:: Records provided ::

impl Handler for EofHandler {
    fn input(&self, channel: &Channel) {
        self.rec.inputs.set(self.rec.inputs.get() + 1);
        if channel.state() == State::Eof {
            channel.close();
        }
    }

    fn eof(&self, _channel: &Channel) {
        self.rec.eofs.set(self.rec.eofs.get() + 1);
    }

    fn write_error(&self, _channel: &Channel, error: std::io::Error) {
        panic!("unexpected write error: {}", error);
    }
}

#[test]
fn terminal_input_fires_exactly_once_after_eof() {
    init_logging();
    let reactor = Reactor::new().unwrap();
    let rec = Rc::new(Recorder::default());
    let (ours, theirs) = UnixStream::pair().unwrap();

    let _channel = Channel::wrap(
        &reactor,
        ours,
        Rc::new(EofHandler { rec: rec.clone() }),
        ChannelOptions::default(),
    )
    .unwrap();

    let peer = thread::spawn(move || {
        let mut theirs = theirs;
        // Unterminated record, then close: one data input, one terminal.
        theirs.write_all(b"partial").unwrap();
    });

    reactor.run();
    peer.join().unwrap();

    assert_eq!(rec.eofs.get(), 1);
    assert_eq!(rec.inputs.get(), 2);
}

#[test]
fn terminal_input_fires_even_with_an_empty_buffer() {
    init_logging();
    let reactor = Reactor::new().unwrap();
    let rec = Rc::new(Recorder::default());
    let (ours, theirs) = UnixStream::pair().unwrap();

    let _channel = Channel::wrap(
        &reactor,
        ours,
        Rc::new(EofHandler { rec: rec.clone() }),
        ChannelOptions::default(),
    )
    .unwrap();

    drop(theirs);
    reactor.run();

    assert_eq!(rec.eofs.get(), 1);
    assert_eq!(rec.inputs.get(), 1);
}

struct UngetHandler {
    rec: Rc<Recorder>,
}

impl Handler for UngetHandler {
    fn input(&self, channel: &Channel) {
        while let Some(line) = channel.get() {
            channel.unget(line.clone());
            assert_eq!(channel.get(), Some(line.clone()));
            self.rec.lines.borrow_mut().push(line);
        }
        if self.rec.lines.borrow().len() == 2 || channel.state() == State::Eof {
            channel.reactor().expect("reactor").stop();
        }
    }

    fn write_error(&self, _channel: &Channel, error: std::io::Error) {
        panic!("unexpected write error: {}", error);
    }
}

:::

- _Prompt_:
From the data, list each line in which the string "clone" appears.

- _Result below_:
        Rc::new(EofHandler { rec: rec.clone() }),
        Rc::new(EofHandler { rec: rec.clone() }),
            channel.unget(line.clone());
            assert_eq!(channel.get(), Some(line.clone()));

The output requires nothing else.